**Assignment:** Wherever the string "RwLock" appears in the entries below, return the line that holds it.

**Available records:**
"""

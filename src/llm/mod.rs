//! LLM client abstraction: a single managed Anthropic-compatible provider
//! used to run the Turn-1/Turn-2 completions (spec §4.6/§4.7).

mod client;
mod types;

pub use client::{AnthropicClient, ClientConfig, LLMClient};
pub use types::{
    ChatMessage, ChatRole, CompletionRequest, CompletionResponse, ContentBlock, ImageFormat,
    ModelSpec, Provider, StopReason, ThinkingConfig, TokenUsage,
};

"""
"""

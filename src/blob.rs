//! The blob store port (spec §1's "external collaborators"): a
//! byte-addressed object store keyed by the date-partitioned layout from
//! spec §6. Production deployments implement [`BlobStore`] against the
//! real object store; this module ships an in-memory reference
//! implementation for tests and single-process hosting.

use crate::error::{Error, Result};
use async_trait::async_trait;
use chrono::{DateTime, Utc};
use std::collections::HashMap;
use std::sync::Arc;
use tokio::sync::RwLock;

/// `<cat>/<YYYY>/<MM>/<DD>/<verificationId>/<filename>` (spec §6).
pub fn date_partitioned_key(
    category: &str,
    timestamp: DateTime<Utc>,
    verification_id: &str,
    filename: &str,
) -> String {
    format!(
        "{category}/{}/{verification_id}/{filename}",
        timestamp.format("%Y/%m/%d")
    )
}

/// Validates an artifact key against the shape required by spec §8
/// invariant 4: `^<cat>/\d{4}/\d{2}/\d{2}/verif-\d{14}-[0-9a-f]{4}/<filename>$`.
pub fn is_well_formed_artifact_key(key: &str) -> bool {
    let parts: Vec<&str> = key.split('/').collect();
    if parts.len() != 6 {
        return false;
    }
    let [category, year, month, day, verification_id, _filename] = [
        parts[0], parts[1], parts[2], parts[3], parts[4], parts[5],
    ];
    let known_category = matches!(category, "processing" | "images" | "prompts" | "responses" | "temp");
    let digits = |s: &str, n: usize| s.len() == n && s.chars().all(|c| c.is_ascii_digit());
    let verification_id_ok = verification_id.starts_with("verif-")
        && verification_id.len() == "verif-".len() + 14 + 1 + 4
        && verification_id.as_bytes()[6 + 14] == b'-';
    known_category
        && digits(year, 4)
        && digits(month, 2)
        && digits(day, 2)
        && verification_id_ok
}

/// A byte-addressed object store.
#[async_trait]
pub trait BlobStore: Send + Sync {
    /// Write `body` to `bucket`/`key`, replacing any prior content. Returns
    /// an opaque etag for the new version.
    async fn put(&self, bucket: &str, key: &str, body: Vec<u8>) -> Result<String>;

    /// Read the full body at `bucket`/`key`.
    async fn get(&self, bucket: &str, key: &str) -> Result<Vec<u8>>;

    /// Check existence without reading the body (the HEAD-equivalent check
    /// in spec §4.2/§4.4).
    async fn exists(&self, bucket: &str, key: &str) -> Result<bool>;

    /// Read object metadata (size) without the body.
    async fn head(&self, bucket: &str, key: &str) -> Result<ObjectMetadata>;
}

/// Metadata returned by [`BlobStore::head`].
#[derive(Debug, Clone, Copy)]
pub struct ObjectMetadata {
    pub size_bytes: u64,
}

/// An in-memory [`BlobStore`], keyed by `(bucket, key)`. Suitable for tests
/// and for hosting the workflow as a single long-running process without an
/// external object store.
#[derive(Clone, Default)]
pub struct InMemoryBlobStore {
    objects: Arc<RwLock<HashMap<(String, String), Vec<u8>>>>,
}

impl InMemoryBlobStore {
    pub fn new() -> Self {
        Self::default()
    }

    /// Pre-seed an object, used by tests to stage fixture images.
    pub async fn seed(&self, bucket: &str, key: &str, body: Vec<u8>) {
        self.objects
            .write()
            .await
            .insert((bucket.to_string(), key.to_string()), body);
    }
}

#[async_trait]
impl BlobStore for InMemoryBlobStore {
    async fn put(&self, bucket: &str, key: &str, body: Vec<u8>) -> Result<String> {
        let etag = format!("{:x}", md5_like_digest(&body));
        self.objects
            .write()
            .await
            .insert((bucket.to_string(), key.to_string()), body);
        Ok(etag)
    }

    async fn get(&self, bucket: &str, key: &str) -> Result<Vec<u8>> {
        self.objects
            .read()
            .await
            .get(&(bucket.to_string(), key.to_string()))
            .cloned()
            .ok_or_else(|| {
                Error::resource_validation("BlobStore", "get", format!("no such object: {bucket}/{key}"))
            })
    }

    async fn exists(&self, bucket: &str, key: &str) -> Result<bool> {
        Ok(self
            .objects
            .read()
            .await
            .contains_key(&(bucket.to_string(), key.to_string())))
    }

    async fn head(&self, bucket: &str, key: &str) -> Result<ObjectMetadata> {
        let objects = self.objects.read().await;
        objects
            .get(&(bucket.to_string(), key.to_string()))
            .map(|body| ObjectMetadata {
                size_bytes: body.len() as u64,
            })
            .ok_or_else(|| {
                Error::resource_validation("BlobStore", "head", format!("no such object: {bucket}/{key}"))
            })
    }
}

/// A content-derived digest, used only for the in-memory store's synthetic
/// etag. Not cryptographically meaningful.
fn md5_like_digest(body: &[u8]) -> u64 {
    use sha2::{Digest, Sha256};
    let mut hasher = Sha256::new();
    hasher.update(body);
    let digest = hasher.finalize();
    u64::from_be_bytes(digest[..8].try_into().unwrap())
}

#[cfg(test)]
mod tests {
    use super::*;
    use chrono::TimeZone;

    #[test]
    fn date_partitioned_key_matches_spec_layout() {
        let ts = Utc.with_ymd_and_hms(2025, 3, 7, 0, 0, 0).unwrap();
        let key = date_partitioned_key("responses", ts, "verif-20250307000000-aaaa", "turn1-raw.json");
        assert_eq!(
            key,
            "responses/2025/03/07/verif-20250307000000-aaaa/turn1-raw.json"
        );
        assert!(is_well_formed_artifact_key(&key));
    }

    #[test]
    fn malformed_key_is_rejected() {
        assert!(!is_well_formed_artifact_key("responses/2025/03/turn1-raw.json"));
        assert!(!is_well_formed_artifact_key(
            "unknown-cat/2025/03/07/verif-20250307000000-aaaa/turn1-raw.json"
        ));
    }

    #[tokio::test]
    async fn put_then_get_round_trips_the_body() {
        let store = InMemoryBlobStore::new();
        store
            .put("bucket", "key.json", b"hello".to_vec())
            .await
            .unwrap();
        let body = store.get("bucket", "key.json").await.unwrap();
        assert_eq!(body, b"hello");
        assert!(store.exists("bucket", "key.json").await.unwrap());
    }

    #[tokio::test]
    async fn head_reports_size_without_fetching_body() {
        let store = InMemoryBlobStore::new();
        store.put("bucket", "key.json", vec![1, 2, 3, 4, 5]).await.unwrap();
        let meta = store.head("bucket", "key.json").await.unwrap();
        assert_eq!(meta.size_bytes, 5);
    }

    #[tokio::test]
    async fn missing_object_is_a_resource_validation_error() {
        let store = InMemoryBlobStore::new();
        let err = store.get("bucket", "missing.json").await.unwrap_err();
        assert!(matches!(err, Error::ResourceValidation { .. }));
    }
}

"""

**Answer for this exercise:**
use tokio::sync::RwLock;
    objects: Arc<RwLock<HashMap<(String, String), Vec<u8>>>>,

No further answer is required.